Kickstarter - we're sorry. We're sorry that we were unable to hit our optimistic goal of pushing four kits in a matter of months. We're sorry that progress has been slow over the past two years. We're sorry that we haven't stayed true to our promises of thorough communication and openness. We're sorry that we may have given you reason to lose faith in us.
But with every gloomy, sob-spewing, cloud there is a silver lining. Since graduating last year I took a bike ride from New York to Seattle, flew right back to Boston, and have worked on olopede since. I've spent the past four months concocting a mid-range performing, easy-to-understand, voltage-controlled-oscillator core for fungen. I took inspiration from a few function generators that were top-of-the-line in the 80's (the wavetek 182A is a nice one to look at), reverse engingeered the conveniently provided schematics down to their core concepts. I figured out ways to replace the non-intuitive clever solutions that expert engineers used to optimize their circuit with simpler and more intuitive designs. I built myself a prototype that has exceeded my expectations for fungen in both simplicity and functionality.
If the image above doesn't make any sense to you, have no fear! It's actually a lot simpler than it looks. Before I go on and describe it's functionality, I should warn you that there may be a bunch of technojargon below for the uninitiated. When we actually write up documentation for fungen and the rest of the kit crew, we won't take any prior knowledge for granted and we'll explain everything from scratch.
What you see above is a culmination of research, reverse-engineering, theoretical analysis, and quick hacks. The heart of the voltage controlled oscillator is the voltage-ramping capacitor driven by a diode gate. The idea is to use a capacitor as a charge bucket. Like a normal bucket, when you put water (charge) into a bucket the water level (voltage) rises. If you keep the flow of water constant, then the water level rises at a constant rate. The higher the flow, the faster the water level raises. If instead of filling the bucket you drain the bucket, then the water level will fall at a constant rate. The hard part is switching between filling and draining thousands of times a second without letting any extra drips get in (charge dump, so to speak). To switch, we use a fast pair of valves: a diode gate. The falstad simulation should help to explain how this works.
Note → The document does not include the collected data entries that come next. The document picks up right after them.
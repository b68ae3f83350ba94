// src/models/dashboard.rs

use chrono::{DateTime, Utc};
use serde::Serialize;
use sqlx::FromRow;
use uuid::Uuid;

use crate::models::{Contact, Correspondence, Lead, Note, Reminder};

/// Filtro base aplicado a todas as consultas do dashboard.
/// Visão global de propósito: aqui NÃO entra o escopo por papel.
#[derive(Debug, Clone, Default)]
pub struct DashboardFilter {
    pub start_date: Option<DateTime<Utc>>,
    pub end_date: Option<DateTime<Utc>>,
    pub user_id: Option<Uuid>,
}

#[derive(Debug, Serialize)]
pub struct DashboardCounts {
    pub leads_total: i64,
    pub contacts_total: i64,
    pub notes_total: i64,
    pub reminders_total: i64,
    pub correspondence_total: i64,
    pub audit_entries_total: i64,
}

#[derive(Debug, Serialize)]
pub struct DashboardRecent {
    pub leads: Vec<Lead>,
    pub contacts: Vec<Contact>,
    pub notes: Vec<Note>,
    pub reminders: Vec<Reminder>,
    pub correspondence: Vec<Correspondence>,
    pub audit_entries: Vec<serde_json::Value>,
}

// Entrada dos histogramas por status (status como texto, direto do GROUP BY)
#[derive(Debug, Serialize, FromRow)]
pub struct StatusCount {
    pub status: String,
    pub count: i64,
}

#[derive(Debug, Serialize)]
pub struct DashboardCharts {
    pub leads_by_status: Vec<StatusCount>,
    pub reminders_by_status: Vec<StatusCount>,
}
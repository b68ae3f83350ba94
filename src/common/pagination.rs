// src/common/pagination.rs

use crate::common::error::AppError;

/// Paginação 1-based no padrão `page`/`rows` da API.
///
/// Uma coleção vazia ainda tem uma "última página" (a 1); pedir página
/// além da última é erro, nunca uma página silenciosamente vazia.
#[derive(Debug, Clone, Copy)]
pub struct Pagination {
    pub page: i64,
    pub rows: i64,
}

impl Pagination {
    pub fn new(page: Option<u32>, rows: Option<u32>) -> Result<Self, AppError> {
        let page = i64::from(page.unwrap_or(1));
        let rows = i64::from(rows.unwrap_or(25));
        if rows < 1 {
            return Err(AppError::Validation("rows must be at least 1".to_string()));
        }
        Ok(Self { page, rows })
    }

    pub fn last_page(&self, total: i64) -> i64 {
        if total <= 0 {
            1
        } else {
            (total + self.rows - 1) / self.rows
        }
    }

    /// Valida a página pedida contra o total e devolve o OFFSET.
    pub fn offset(&self, total: i64) -> Result<i64, AppError> {
        if self.page < 1 || self.page > self.last_page(total) {
            return Err(AppError::PageOutOfRange);
        }
        Ok((self.page - 1) * self.rows)
    }
}

#[cfg(test)]
mod tests {
    use super::*;

    #[test]
    fn defaults_to_first_page_of_25() {
        let p = Pagination::new(None, None).unwrap();
        assert_eq!(p.page, 1);
        assert_eq!(p.rows, 25);
    }

    #[test]
    fn rejects_zero_rows() {
        assert!(matches!(
            Pagination::new(Some(1), Some(0)),
            Err(AppError::Validation(_))
        ));
    }

    #[test]
    fn last_page_rounds_up() {
        let p = Pagination::new(Some(1), Some(10)).unwrap();
        assert_eq!(p.last_page(0), 1);
        assert_eq!(p.last_page(10), 1);
        assert_eq!(p.last_page(11), 2);
        assert_eq!(p.last_page(25), 3);
    }

    #[test]
    fn empty_collection_still_has_page_one() {
        let p = Pagination::new(Some(1), Some(25)).unwrap();
        assert_eq!(p.offset(0).unwrap(), 0);
    }

    #[test]
    fn page_beyond_last_is_an_error_not_an_empty_page() {
        let p = Pagination::new(Some(3), Some(10)).unwrap();
        assert!(matches!(p.offset(15), Err(AppError::PageOutOfRange)));
    }

    #[test]
    fn offset_skips_previous_pages() {
        let p = Pagination::new(Some(3), Some(10)).unwrap();
        assert_eq!(p.offset(25).unwrap(), 20);
    }
}
// src/db/contact_repo.rs

use sqlx::{PgPool, Postgres, QueryBuilder};
use uuid::Uuid;

use crate::{
    common::error::AppError,
    models::contact::Contact,
    services::access::{self, EntityKind, Scope},
};

// Alias da tabela principal: `c`. O JOIN com leads resolve o nome e o dono
// da cadeia de posse em uma leitura só.
pub(crate) const CONTACT_SELECT: &str = "SELECT c.id, c.name, c.email, c.phone, \
     c.linked_lead_id, l.name AS linked_lead_name, c.title, c.company, c.is_primary, \
     l.owner_id AS lead_owner_id, c.created_at, c.updated_at \
     FROM contacts c JOIN leads l ON l.id = c.linked_lead_id WHERE 1=1";

#[derive(Debug, Clone)]
pub struct ContactFilter {
    pub linked_lead: Option<Uuid>,
    pub is_primary: Option<bool>,
    pub search: Option<String>,
    pub scope: Scope,
}

fn push_filters(qb: &mut QueryBuilder<'_, Postgres>, filter: &ContactFilter) {
    if let Some(lead) = filter.linked_lead {
        qb.push(" AND c.linked_lead_id = ").push_bind(lead);
    }
    if let Some(primary) = filter.is_primary {
        qb.push(" AND c.is_primary = ").push_bind(primary);
    }
    if let Some(search) = &filter.search {
        let pattern = format!("%{search}%");
        qb.push(" AND (c.name ILIKE ")
            .push_bind(pattern.clone())
            .push(" OR c.email ILIKE ")
            .push_bind(pattern.clone())
            .push(" OR c.company ILIKE ")
            .push_bind(pattern.clone())
            .push(" OR c.title ILIKE ")
            .push_bind(pattern)
            .push(")");
    }
    access::push_scope(qb, EntityKind::Contact, filter.scope);
}

#[derive(Clone)]
pub struct ContactRepository {
    pool: PgPool,
}

impl ContactRepository {
    pub fn new(pool: PgPool) -> Self {
        Self { pool }
    }

    pub async fn count(&self, filter: &ContactFilter) -> Result<i64, AppError> {
        let mut qb = QueryBuilder::new("SELECT COUNT(*) FROM contacts c WHERE 1=1");
        push_filters(&mut qb, filter);
        Ok(qb.build_query_scalar().fetch_one(&self.pool).await?)
    }

    pub async fn list(
        &self,
        filter: &ContactFilter,
        limit: i64,
        offset: i64,
    ) -> Result<Vec<Contact>, AppError> {
        let mut qb = QueryBuilder::new(CONTACT_SELECT);
        push_filters(&mut qb, filter);
        qb.push(" ORDER BY c.name ASC LIMIT ")
            .push_bind(limit)
            .push(" OFFSET ")
            .push_bind(offset);
        Ok(qb.build_query_as::<Contact>().fetch_all(&self.pool).await?)
    }

    pub async fn find_by_id(&self, id: Uuid) -> Result<Option<Contact>, AppError> {
        let sql = format!("{CONTACT_SELECT} AND c.id = $1");
        Ok(sqlx::query_as::<_, Contact>(&sql)
            .bind(id)
            .fetch_optional(&self.pool)
            .await?)
    }

    #[allow(clippy::too_many_arguments)]
    pub async fn create(
        &self,
        linked_lead_id: Uuid,
        name: &str,
        email: &str,
        phone: &str,
        title: &str,
        company: &str,
        is_primary: bool,
    ) -> Result<Contact, AppError> {
        let (id,): (Uuid,) = sqlx::query_as(
            "INSERT INTO contacts (name, email, phone, linked_lead_id, title, company, is_primary)
             VALUES ($1, $2, $3, $4, $5, $6, $7)
             RETURNING id",
        )
        .bind(name)
        .bind(email)
        .bind(phone)
        .bind(linked_lead_id)
        .bind(title)
        .bind(company)
        .bind(is_primary)
        .fetch_one(&self.pool)
        .await?;

        self.require(id).await
    }

    #[allow(clippy::too_many_arguments)]
    pub async fn update(
        &self,
        id: Uuid,
        name: &str,
        email: &str,
        phone: &str,
        title: &str,
        company: &str,
        is_primary: bool,
    ) -> Result<Contact, AppError> {
        sqlx::query(
            "UPDATE contacts
             SET name = $1, email = $2, phone = $3, title = $4, company = $5,
                 is_primary = $6, updated_at = NOW()
             WHERE id = $7",
        )
        .bind(name)
        .bind(email)
        .bind(phone)
        .bind(title)
        .bind(company)
        .bind(is_primary)
        .bind(id)
        .execute(&self.pool)
        .await?;

        self.require(id).await
    }

    pub async fn delete(&self, id: Uuid) -> Result<(), AppError> {
        sqlx::query("DELETE FROM contacts WHERE id = $1")
            .bind(id)
            .execute(&self.pool)
            .await?;
        Ok(())
    }

    async fn require(&self, id: Uuid) -> Result<Contact, AppError> {
        self.find_by_id(id).await?.ok_or_else(|| {
            AppError::InternalServerError(anyhow::anyhow!("contato {id} sumiu após a escrita"))
        })
    }
}

#[cfg(test)]
mod tests {
    use super::*;

    #[test]
    fn agent_scope_joins_through_the_lead_owner() {
        let mut qb = QueryBuilder::new("SELECT COUNT(*) FROM contacts c WHERE 1=1");
        let f = ContactFilter {
            linked_lead: None,
            is_primary: Some(true),
            search: None,
            scope: Scope::OwnedBy(Uuid::new_v4()),
        };
        push_filters(&mut qb, &f);
        assert_eq!(
            qb.sql(),
            "SELECT COUNT(*) FROM contacts c WHERE 1=1 AND c.is_primary = $1 \
             AND c.linked_lead_id IN (SELECT id FROM leads WHERE owner_id = $2)"
        );
    }
}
When the voltage on the left hand side of the gate is higher than that of the right hand side, the capacitor is charged by the upper current source, and vice versa.
Here's a picture of our triangle-wave generator oscillating at 1 Hertz (once per second).
and at 500 Kilohertz (500 thousand times per second) ! That's a 10V peak-to-peak signal, for those interested.
The dashed lines are the driving square wave, which is actually generated by an inverting schmitt trigger that detects when the triange wave reaches +/- 5 volts and triggers the capacitor to start draining or charging, respectively.
The whole thing is voltage controlled, too, so you can sweep from down under 1Hz all the way up to 20KHz with a simple DC voltage swing. Switch in a different capacitor and you'll be able to go from 2 KHz to 2 MHz. Not so shabby for <$10 of parts.
Next to come is voltage controlled duty cycle, a voltage-controlled output amplifier stage to drive some serious loads, precision current sources, and a sine waveshaper to get some pure tones.
During my bike trip we let our .com TLD expire by accident, which was quickly picked up by an imposter who is now copying our homepage content onto their wordpress site. Don't give olopede'dot'com any attention. It isn't owned by us anymore and we're working on getting their hosting provider to respond to our DMCA takedown notices. We still own olopede.net and will continue to post updates there.